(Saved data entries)
- - -

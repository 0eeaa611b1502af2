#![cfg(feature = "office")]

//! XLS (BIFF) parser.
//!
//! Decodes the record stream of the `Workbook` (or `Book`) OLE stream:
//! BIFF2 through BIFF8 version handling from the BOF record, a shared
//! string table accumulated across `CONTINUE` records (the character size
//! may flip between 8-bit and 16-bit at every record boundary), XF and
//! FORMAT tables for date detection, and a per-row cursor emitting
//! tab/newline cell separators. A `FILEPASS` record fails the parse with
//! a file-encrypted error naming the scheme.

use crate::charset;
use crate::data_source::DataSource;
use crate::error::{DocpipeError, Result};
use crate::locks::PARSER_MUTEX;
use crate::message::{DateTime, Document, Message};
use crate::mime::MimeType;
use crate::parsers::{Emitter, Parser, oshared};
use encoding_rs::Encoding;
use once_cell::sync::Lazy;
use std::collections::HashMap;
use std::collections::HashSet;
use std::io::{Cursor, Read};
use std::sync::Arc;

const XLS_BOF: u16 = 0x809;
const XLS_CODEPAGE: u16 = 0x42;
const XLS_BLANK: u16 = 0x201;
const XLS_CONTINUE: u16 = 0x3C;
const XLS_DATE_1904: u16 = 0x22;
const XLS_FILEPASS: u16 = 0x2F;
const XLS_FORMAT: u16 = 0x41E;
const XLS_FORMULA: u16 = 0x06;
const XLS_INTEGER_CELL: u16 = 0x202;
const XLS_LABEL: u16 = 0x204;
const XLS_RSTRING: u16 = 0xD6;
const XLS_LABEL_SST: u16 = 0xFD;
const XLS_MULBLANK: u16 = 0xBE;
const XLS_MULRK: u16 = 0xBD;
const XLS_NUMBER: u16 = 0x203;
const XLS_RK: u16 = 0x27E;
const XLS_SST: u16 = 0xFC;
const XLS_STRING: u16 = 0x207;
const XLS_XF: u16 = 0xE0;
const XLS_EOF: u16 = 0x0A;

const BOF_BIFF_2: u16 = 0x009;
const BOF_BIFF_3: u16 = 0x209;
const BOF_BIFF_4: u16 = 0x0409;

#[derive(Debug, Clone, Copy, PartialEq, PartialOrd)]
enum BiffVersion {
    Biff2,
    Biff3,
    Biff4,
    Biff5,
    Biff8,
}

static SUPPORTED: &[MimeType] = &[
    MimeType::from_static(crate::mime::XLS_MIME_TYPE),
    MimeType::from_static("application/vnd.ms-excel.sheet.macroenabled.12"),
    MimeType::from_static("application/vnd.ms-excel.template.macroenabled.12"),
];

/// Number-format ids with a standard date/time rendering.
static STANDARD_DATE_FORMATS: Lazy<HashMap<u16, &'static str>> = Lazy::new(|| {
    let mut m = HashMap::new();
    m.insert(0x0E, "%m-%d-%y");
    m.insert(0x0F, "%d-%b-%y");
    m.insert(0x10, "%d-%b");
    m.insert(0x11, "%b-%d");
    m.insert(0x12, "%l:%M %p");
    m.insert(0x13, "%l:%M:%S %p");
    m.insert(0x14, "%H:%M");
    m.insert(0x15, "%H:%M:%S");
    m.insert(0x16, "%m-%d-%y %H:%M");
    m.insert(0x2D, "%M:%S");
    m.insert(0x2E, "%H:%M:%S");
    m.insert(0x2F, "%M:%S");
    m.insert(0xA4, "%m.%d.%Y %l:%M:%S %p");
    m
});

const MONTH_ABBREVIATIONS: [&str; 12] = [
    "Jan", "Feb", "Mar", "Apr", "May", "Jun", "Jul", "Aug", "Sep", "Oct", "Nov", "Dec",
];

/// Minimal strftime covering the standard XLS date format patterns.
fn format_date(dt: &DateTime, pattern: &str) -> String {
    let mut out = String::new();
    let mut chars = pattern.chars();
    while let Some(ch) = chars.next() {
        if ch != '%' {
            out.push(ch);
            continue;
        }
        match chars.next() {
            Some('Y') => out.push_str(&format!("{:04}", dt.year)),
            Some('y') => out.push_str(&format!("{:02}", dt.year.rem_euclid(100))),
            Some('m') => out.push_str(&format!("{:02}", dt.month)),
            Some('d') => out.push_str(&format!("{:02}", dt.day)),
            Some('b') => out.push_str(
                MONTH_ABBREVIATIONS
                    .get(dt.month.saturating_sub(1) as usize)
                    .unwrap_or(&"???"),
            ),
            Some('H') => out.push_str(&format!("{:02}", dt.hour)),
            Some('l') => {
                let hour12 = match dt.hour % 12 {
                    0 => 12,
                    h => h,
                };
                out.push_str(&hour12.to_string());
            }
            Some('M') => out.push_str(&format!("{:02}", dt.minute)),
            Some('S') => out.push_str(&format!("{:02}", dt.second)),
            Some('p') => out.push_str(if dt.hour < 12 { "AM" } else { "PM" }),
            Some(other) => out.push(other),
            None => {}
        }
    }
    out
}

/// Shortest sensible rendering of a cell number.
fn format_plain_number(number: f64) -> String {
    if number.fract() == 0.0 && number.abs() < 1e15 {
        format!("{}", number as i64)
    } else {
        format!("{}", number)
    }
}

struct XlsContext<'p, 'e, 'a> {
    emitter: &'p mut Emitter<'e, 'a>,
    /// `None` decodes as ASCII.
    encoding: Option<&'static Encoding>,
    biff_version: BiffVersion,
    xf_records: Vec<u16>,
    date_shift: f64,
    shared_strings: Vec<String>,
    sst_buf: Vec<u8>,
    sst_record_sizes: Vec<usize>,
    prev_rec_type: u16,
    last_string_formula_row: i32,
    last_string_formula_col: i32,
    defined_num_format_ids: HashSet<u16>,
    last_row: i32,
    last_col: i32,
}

- - -

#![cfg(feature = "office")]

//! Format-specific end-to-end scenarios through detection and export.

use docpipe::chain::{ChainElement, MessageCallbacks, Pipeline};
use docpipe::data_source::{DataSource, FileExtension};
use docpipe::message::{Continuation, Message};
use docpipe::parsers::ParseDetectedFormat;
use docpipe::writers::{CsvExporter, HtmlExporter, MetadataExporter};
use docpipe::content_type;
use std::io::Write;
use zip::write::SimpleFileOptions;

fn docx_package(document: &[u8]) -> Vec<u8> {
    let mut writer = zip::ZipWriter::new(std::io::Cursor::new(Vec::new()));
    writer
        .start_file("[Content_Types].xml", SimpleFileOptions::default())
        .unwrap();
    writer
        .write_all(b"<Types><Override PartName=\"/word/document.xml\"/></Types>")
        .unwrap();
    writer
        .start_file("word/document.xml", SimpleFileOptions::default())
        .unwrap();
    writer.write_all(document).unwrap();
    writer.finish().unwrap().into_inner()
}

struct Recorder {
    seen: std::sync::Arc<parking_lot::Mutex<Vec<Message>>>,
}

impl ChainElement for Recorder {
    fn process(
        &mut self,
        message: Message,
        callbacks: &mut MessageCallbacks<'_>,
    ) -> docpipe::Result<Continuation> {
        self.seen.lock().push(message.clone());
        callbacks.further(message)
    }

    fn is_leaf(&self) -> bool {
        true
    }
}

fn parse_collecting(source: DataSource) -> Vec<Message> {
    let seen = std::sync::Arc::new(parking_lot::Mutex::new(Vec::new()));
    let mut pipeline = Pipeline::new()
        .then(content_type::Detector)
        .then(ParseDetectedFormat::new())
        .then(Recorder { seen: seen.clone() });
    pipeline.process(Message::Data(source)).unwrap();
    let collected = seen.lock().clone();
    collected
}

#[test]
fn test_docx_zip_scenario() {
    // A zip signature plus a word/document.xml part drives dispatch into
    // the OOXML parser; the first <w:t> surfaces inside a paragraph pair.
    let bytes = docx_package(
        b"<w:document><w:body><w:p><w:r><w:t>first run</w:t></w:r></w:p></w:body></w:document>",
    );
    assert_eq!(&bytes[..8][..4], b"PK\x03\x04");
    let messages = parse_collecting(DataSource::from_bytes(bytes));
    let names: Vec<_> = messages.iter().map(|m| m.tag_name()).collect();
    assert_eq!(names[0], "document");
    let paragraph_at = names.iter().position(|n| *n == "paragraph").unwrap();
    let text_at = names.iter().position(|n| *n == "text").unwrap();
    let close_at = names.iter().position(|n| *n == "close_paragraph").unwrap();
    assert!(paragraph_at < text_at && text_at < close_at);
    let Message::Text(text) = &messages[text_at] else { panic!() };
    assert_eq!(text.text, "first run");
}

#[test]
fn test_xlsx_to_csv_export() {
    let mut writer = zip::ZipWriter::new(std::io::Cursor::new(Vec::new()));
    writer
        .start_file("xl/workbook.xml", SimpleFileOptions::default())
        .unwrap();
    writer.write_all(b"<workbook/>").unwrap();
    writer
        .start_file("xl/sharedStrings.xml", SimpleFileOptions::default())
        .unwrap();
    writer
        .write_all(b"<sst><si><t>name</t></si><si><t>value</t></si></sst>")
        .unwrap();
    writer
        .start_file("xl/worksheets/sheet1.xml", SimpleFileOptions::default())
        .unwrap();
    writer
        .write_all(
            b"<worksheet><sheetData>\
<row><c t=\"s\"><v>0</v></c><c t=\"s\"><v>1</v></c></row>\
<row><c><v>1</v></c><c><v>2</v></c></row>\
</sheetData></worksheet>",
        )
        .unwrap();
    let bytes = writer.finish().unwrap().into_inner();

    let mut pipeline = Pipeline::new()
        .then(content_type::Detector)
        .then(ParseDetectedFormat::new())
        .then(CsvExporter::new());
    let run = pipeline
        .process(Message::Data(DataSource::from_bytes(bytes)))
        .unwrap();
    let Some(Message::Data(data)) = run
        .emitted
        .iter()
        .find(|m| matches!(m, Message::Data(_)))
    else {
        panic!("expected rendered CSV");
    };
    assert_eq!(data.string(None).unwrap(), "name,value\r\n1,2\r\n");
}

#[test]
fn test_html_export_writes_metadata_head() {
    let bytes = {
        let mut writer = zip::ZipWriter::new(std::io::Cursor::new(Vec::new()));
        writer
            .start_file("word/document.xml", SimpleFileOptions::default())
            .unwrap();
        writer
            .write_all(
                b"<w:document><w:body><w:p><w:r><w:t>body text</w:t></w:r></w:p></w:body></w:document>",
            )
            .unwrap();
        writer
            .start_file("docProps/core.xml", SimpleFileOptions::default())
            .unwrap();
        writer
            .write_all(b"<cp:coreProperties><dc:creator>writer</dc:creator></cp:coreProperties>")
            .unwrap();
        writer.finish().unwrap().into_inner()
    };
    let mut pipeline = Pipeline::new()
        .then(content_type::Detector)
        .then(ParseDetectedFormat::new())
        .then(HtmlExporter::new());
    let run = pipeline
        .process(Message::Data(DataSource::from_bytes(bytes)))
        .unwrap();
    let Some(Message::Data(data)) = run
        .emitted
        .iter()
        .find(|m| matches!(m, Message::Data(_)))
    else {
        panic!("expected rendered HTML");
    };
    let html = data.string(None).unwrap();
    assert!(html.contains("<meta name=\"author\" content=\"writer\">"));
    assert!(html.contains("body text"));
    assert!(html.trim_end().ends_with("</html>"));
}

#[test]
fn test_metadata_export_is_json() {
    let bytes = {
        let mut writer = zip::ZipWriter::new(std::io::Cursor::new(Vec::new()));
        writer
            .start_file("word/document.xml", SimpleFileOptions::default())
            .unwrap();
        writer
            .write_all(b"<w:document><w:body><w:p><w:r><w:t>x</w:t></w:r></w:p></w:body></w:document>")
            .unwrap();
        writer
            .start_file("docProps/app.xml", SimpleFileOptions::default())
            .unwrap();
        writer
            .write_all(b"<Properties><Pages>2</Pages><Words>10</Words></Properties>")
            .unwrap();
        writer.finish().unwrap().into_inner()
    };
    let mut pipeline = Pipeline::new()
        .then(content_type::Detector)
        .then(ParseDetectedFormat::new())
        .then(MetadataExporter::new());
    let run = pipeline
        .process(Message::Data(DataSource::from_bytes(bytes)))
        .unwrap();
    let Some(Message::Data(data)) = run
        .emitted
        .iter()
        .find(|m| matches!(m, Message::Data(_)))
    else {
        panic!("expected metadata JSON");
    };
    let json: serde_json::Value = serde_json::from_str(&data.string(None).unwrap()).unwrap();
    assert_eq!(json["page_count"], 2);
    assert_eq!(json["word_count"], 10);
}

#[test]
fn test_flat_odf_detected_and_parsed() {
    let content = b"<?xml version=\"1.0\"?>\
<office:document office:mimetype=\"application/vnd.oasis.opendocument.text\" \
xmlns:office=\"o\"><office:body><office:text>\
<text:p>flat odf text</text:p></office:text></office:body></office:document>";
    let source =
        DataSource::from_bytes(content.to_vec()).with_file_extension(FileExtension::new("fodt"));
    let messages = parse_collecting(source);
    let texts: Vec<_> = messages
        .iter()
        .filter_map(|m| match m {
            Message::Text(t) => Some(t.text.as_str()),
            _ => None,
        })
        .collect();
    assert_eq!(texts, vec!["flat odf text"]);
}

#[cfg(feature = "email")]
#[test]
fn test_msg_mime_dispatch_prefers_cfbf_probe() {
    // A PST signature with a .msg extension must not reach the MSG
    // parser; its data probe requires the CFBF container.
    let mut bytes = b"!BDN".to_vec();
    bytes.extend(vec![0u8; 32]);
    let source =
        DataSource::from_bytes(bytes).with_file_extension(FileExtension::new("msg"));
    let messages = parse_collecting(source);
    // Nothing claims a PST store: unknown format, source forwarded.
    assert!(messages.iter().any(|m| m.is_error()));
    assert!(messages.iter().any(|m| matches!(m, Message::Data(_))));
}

- - -

Directions:
Look back at the entries above and repeat, unchanged, every line from the line holding "repository 0eeaa611b1502af2" through the line holding "(the character size".

Response to this exercise:
repository 0eeaa611b1502af2
#![cfg(feature = "office")]

//! XLS (BIFF) parser.
//!
//! Decodes the record stream of the `Workbook` (or `Book`) OLE stream:
//! BIFF2 through BIFF8 version handling from the BOF record, a shared
//! string table accumulated across `CONTINUE` records (the character size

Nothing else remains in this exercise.